Со временем я стала больше следить за тем, чтобы «прикольность» перешла в «понятность». Готовясь, я трачу много времени, чтобы сделать структуру материала максимально простой. В первую очередь, я хочу, чтобы у учеников появились не знания, а навык анализа. Думаю, мои пары стали чуть более занудными: я шучу меньше, чем раньше, и даю больше домашки!
Вредный совет: как не нужно преподавать искусство?
У меня есть вредный совет эпического уровня. Чтобы стать худшим преподавателем искусства, нужно любоваться собой.
Вам не нужны планы занятий — есть сияющий поток ваших мыслей. Скажите пару общих фраз, чтобы разогреться, а дальше ведите учеников туда, куда вас ведут случайные ассоциации и воспоминания. Нужно купаться в лучах своего интеллектуального превосходства, строить витиеватые фразы, а все иностранные термины произносить с акцентом. Вы специалист и имеете право не снисходить до тех, кто не потрудился заранее узнать основы.
Представьте, что вы описываете прекрасный дворец. Говорите об утончённой дворцовой жизни и прекрасных видах из окон. То, что у дворца есть фундамент, стены и крыша, говорить не надо: это само собой разумеется, и надо лишь уметь читать между строк.
Вы также готовите участников сборной команды Москвы к заключительному этапу ВсОШ. Чем отличается подготовка сборной от других курсов?
Средний уровень подготовки у участников сборной намного выше обычного. Но в группе обязательно будут и те, кто выучил всю Википедию, и девятиклассники-новички, которые прошли отбор за счёт общей эрудиции и смекалки (лично я была именно такой). Кто-то ходит на все занятия каждый год и просто повторяет давно знакомый материал, а кто-то пытается понять, как из твоих слов и слов другого преподавателя сложить единую картину.
Чем ближе заключительный этап, тем нужнее становится психологическая поддержка. Я рассказываю истории об олимпиадах, чтобы новичков меньше пугала неизвестность, и делюсь опытом, как справиться с паникой. Это важная составляющая работы в сборной — я отлично помню собственные переживания.
Помимо искусства вы увлекаетесь гейм-дизайном. Как это увлечение связано с основной специальностью?
У меня самая связанная с искусством работа в геймдеве — я концепт- и 2D-художник, рисую персонажей и локации для игр. Моя область в индустрии — это скорее про дизайн, чем про живопись, и я делаю открытия, когда работаю.
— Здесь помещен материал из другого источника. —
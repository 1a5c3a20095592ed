//! bodyshape-core: body-shape estimation from a single photo.
//!
//! A pose model locates shoulders and hips, the torso proportions are
//! classified by an ordered threshold rule list, and the resulting body type
//! selects a fixed set of style recommendations.

pub mod advisor;
pub mod classifier;
pub mod measurement;
pub mod photo;
pub mod pipeline;
pub mod pose;
pub mod provider;
pub mod types;

pub use advisor::{Advisor, RecommendationRecord, RecommendationTable};
pub use classifier::{ClassificationResult, Classifier, Thresholds};
pub use measurement::{MeasurementExtractor, Measurements, Ratios};
pub use pipeline::{Analysis, AnalysisError, Analyzer};
pub use pose::{PoseLandmarker, PoseModelConfig};
pub use provider::{LandmarkProvider, RecordedLandmarks};
pub use types::{BodyType, Landmark, LandmarkName, Landmarks};

use std::path::PathBuf;

/// File name of the default pose landmark model.
pub const DEFAULT_MODEL_FILE: &str = "pose_landmark_full.onnx";

/// Directory searched for model files: `$XDG_DATA_HOME/bodyshape/models`,
/// falling back to `~/.local/share/bodyshape/models`.
pub fn default_model_dir() -> PathBuf {
    std::env::var("XDG_DATA_HOME")
        .map(PathBuf::from)
        .unwrap_or_else(|_| {
            let home = std::env::var("HOME").unwrap_or_else(|_| "/tmp".to_string());
            PathBuf::from(home).join(".local/share")
        })
        .join("bodyshape")
        .join("models")
}
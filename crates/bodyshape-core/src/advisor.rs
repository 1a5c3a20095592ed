//! Style recommendations per body type.
//!
//! The built-in table is embedded at compile time from
//! `data/recommendations.toml`; a file with the same layout can replace it.

use crate::types::BodyType;
use serde::{Deserialize, Serialize};
use std::path::Path;
use thiserror::Error;

const BUILTIN_RECOMMENDATIONS: &str = include_str!("../data/recommendations.toml");

#[derive(Error, Debug)]
pub enum AdvisorError {
    #[error("failed to read recommendations from {path}: {source}")]
    Io {
        path: String,
        #[source]
        source: std::io::Error,
    },
    #[error("bad recommendations TOML: {0}")]
    Parse(#[from] toml::de::Error),
    #[error("recommendations for {body_type} have no {category}")]
    EmptyCategory {
        body_type: BodyType,
        category: &'static str,
    },
}

/// Profile and clothing suggestions for one body type.
#[derive(Debug, Clone, PartialEq, Serialize, Deserialize)]
pub struct RecommendationRecord {
    /// Short paragraph describing the silhouette.
    pub description: String,
    pub characteristics: Vec<String>,
    /// What the suggestions aim for.
    pub goals: Vec<String>,
    pub tops: Vec<String>,
    pub bottoms: Vec<String>,
    pub dresses: Vec<String>,
    pub accessories: Vec<String>,
    #[serde(default)]
    pub tips: Vec<String>,
}

impl RecommendationRecord {
    /// Profile lists that must be non-empty, in display order.
    pub fn profile(&self) -> [(&'static str, &[String]); 2] {
        [
            ("characteristics", self.characteristics.as_slice()),
            ("goals", self.goals.as_slice()),
        ]
    }

    /// Category name and items, in display order.
    pub fn categories(&self) -> [(&'static str, &[String]); 4] {
        [
            ("tops", self.tops.as_slice()),
            ("bottoms", self.bottoms.as_slice()),
            ("dresses", self.dresses.as_slice()),
            ("accessories", self.accessories.as_slice()),
        ]
    }
}

/// One record per body type. Every type is a required TOML table, so a
/// parsed table always covers the whole enum.
#[derive(Debug, Clone, PartialEq, Serialize, Deserialize)]
pub struct RecommendationTable {
    rectangle: RecommendationRecord,
    hourglass: RecommendationRecord,
    inverted_triangle: RecommendationRecord,
    pear: RecommendationRecord,
    apple: RecommendationRecord,
}

impl RecommendationTable {
    /// The table compiled into the binary.
    pub fn builtin() -> Result<Self, AdvisorError> {
        Self::from_toml_str(BUILTIN_RECOMMENDATIONS)
    }

    pub fn from_toml_str(src: &str) -> Result<Self, AdvisorError> {
        let table: Self = toml::from_str(src)?;
        table.validate()?;
        Ok(table)
    }

    pub fn load(path: &Path) -> Result<Self, AdvisorError> {
        let src = std::fs::read_to_string(path).map_err(|source| AdvisorError::Io {
            path: path.display().to_string(),
            source,
        })?;
        let table = Self::from_toml_str(&src)?;
        tracing::info!(path = %path.display(), "loaded recommendation table");
        Ok(table)
    }

    pub fn get(&self, body_type: BodyType) -> &RecommendationRecord {
        match body_type {
            BodyType::Rectangle => &self.rectangle,
            BodyType::Hourglass => &self.hourglass,
            BodyType::InvertedTriangle => &self.inverted_triangle,
            BodyType::Pear => &self.pear,
            BodyType::Apple => &self.apple,
        }
    }

    fn validate(&self) -> Result<(), AdvisorError> {
        for body_type in BodyType::ALL {
            let record = self.get(body_type);
            if record.description.trim().is_empty() {
                return Err(AdvisorError::EmptyCategory {
                    body_type,
                    category: "description",
                });
            }
            for (category, items) in record.profile().into_iter().chain(record.categories()) {
                if items.iter().all(|item| item.trim().is_empty()) {
                    return Err(AdvisorError::EmptyCategory { body_type, category });
                }
            }
        }
        Ok(())
    }
}

/// Looks up recommendations in a table fixed at construction.
#[derive(Debug, Clone)]
pub struct Advisor {
    table: RecommendationTable,
}

impl Advisor {
    pub fn new(table: RecommendationTable) -> Self {
        Self { table }
    }

    pub fn advise(&self, body_type: BodyType) -> &RecommendationRecord {
        self.table.get(body_type)
    }
}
Мой бэкграунд, искусствоведение, очень необычный, в основном в эту профессию приходят из других областей. Поэтому у меня есть преимущество, когда нужно нарисовать что-то на историческую тематику или придумать, где найти вдохновение.
С другой стороны, художественная практика заставляет меня другими глазами смотреть на картины. Многие стили, которые мне раньше были неинтересны, теперь обретают ценность и смысл. Я намного лучше понимаю техническую сторону дела и могу больше рассказать о том, почему этот художник был так крут, что его запихнули в учебники по истории искусства.